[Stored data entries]
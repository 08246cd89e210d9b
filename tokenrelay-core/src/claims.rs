//! Access-token claim helpers.
//!
//! Reads the payload of a JWT access credential **without verifying its
//! signature**. Only use the result for client-side decisions such as "is it
//! time to renew", never for authorization.

use base64::Engine as _;
use base64::engine::general_purpose::URL_SAFE_NO_PAD;
use chrono::{DateTime, Duration, Utc};
use serde::{Deserialize, Serialize};

/// The registered claims this crate cares about.
#[derive(Debug, Clone, Default, PartialEq, Eq, Serialize, Deserialize)]
pub struct Claims {
    /// Subject; the backend puts the user identifier here.
    pub sub: Option<String>,
    /// Expiry, seconds since the Unix epoch.
    pub exp: Option<i64>,
    /// Issued-at, seconds since the Unix epoch.
    pub iat: Option<i64>,
}

/// Decode the payload segment of `token`.
///
/// Accepts both base64url and standard base64 alphabets, padded or not.
/// Returns `None` for anything that is not a three-part token with a JSON
/// object payload.
pub fn decode_claims(token: &str) -> Option<Claims> {
    let mut parts = token.split('.');
    let (_, payload, _) = match (parts.next(), parts.next(), parts.next(), parts.next()) {
        (Some(h), Some(p), Some(s), None) => (h, p, s),
        _ => {
            tracing::debug!("Token is not a three-part JWT");
            return None;
        }
    };

    let normalized: String = payload
        .trim_end_matches('=')
        .chars()
        .map(|c| match c {
            '+' => '-',
            '/' => '_',
            other => other,
        })
        .collect();

    let bytes = URL_SAFE_NO_PAD.decode(normalized).ok()?;
    serde_json::from_slice(&bytes).ok()
}

/// The `sub` claim, if present and non-empty.
pub fn subject(token: &str) -> Option<String> {
    decode_claims(token)?.sub.filter(|s| !s.is_empty())
}

/// Absolute expiry of `token`.
pub fn expires_at(token: &str) -> Option<DateTime<Utc>> {
    DateTime::from_timestamp(decode_claims(token)?.exp?, 0)
}

/// Whether `token` is expired. Tokens without a readable expiry count as expired.
pub fn is_expired(token: &str) -> bool {
    match expires_at(token) {
        Some(exp) => Utc::now() >= exp,
        None => true,
    }
}

/// Whether `token` expires within `threshold` (or already has).
///
/// Tokens without a readable expiry are never proactively refreshed.
pub fn should_refresh(token: &str, threshold: Duration) -> bool {
    match expires_at(token) {
        Some(exp) => exp - Utc::now() <= threshold,
        None => false,
    }
}

/// Time left before `token` expires; zero if expired or unreadable.
pub fn time_until_expiry(token: &str) -> Duration {
    expires_at(token)
        .map(|exp| exp - Utc::now())
        .filter(|left| *left > Duration::zero())
        .unwrap_or_else(Duration::zero)
}

/// Human-readable remaining lifetime: `"5m 30s"`, `"42s"` or `"Expired"`.
pub fn format_time_until_expiry(token: &str) -> String {
    let left = time_until_expiry(token);
    if left <= Duration::zero() {
        return "Expired".to_string();
    }

    let minutes = left.num_minutes();
    let seconds = left.num_seconds() % 60;
    if minutes > 0 {
        format!("{}m {}s", minutes, seconds)
    } else {
        format!("{}s", seconds)
    }
}


#[cfg(test)]
mod tests {
    use super::test_tokens::*;
    use super::*;

    #[test]
    fn test_decode_claims() {
        let token = token_with(serde_json::json!({"sub": "abc", "exp": 100, "iat": 50}));
        let claims = decode_claims(&token).unwrap();
        assert_eq!(claims.sub.as_deref(), Some("abc"));
        assert_eq!(claims.exp, Some(100));
        assert_eq!(claims.iat, Some(50));
        assert_eq!(subject(&token).as_deref(), Some("abc"));
    }

    #[test]
    fn test_decode_rejects_malformed() {
        assert!(decode_claims("").is_none());
        assert!(decode_claims("only.two").is_none());
        assert!(decode_claims("a.b.c.d").is_none());
        assert!(decode_claims("a.!!!.c").is_none());
        let not_json = format!("h.{}.s", URL_SAFE_NO_PAD.encode("nope"));
        assert!(decode_claims(&not_json).is_none());
    }

    #[test]
    fn test_decode_tolerates_padding() {
        let padded = base64::engine::general_purpose::URL_SAFE.encode(r#"{"sub":"x"}"#);
        let token = format!("h.{}.s", padded);
        assert_eq!(subject(&token).as_deref(), Some("x"));
    }

    #[test]
    fn test_expiry_checks() {
        assert!(!is_expired(&token_expiring_in(3600)));
        assert!(is_expired(&token_expiring_in(-10)));
        assert!(is_expired("garbage"));

        let no_exp = token_with(serde_json::json!({"sub": "x"}));
        assert!(is_expired(&no_exp));
        assert!(!should_refresh(&no_exp, Duration::minutes(5)));
    }

    #[test]
    fn test_should_refresh_threshold() {
        let token = token_expiring_in(120);
        assert!(should_refresh(&token, Duration::minutes(5)));
        assert!(!should_refresh(&token, Duration::seconds(30)));
        assert!(should_refresh(&token_expiring_in(-1), Duration::zero()));
    }

    #[test]
    fn test_time_until_expiry_never_negative() {
        assert_eq!(time_until_expiry(&token_expiring_in(-100)), Duration::zero());
        assert!(time_until_expiry(&token_expiring_in(100)) > Duration::seconds(90));
    }

    #[test]
    fn test_format_time_until_expiry() {
        assert_eq!(format_time_until_expiry(&token_expiring_in(-5)), "Expired");
        assert_eq!(format_time_until_expiry("garbage"), "Expired");

        let long = format_time_until_expiry(&token_expiring_in(330));
        assert!(long.starts_with("5m ") || long.starts_with("4m "), "{}", long);

        let short = format_time_until_expiry(&token_expiring_in(42));
        assert!(short.ends_with('s') && !short.contains('m'), "{}", short);
    }
}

Activity
Lines after the one containing "pub struct Claims" are left out; every line from the start of the entries through that line is restated word for word.

Exercise response
repository 08246cd89e210d9b
filename tokenrelay-core/src/claims.rs
//! Access-token claim helpers.
//!
//! Reads the payload of a JWT access credential **without verifying its
//! signature**. Only use the result for client-side decisions such as "is it
//! time to renew", never for authorization.

use base64::Engine as _;
use base64::engine::general_purpose::URL_SAFE_NO_PAD;
use chrono::{DateTime, Duration, Utc};
use serde::{Deserialize, Serialize};

/// The registered claims this crate cares about.
#[derive(Debug, Clone, Default, PartialEq, Eq, Serialize, Deserialize)]
pub struct Claims {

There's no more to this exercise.